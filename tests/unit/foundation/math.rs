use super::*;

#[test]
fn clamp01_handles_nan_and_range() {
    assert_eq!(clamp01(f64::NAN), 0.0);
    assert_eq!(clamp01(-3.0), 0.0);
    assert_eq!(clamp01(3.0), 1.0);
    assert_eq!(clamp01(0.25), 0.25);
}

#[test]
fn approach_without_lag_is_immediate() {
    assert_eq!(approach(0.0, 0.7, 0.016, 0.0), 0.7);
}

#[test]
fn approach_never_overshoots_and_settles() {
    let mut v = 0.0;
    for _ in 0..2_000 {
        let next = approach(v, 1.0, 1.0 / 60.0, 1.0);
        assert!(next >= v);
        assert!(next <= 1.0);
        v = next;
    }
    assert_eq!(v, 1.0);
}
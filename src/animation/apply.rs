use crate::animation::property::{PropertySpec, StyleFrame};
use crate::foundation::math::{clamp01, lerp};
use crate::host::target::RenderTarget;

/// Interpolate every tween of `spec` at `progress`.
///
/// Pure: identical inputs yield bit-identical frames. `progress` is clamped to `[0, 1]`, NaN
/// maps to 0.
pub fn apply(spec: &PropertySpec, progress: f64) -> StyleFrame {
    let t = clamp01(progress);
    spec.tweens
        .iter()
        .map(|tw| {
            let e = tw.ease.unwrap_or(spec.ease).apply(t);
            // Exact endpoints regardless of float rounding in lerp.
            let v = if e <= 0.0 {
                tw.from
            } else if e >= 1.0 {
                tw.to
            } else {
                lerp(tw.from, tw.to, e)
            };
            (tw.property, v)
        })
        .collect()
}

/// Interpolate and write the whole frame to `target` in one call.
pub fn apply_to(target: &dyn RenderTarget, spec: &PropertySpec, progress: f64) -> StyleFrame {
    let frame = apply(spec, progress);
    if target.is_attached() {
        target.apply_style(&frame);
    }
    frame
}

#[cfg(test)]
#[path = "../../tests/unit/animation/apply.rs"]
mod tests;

» **YOUR INSTRUCTIONS**
How many lines in the entries above include the string "target"? Give only the number.

» **ANSWER BOX**
5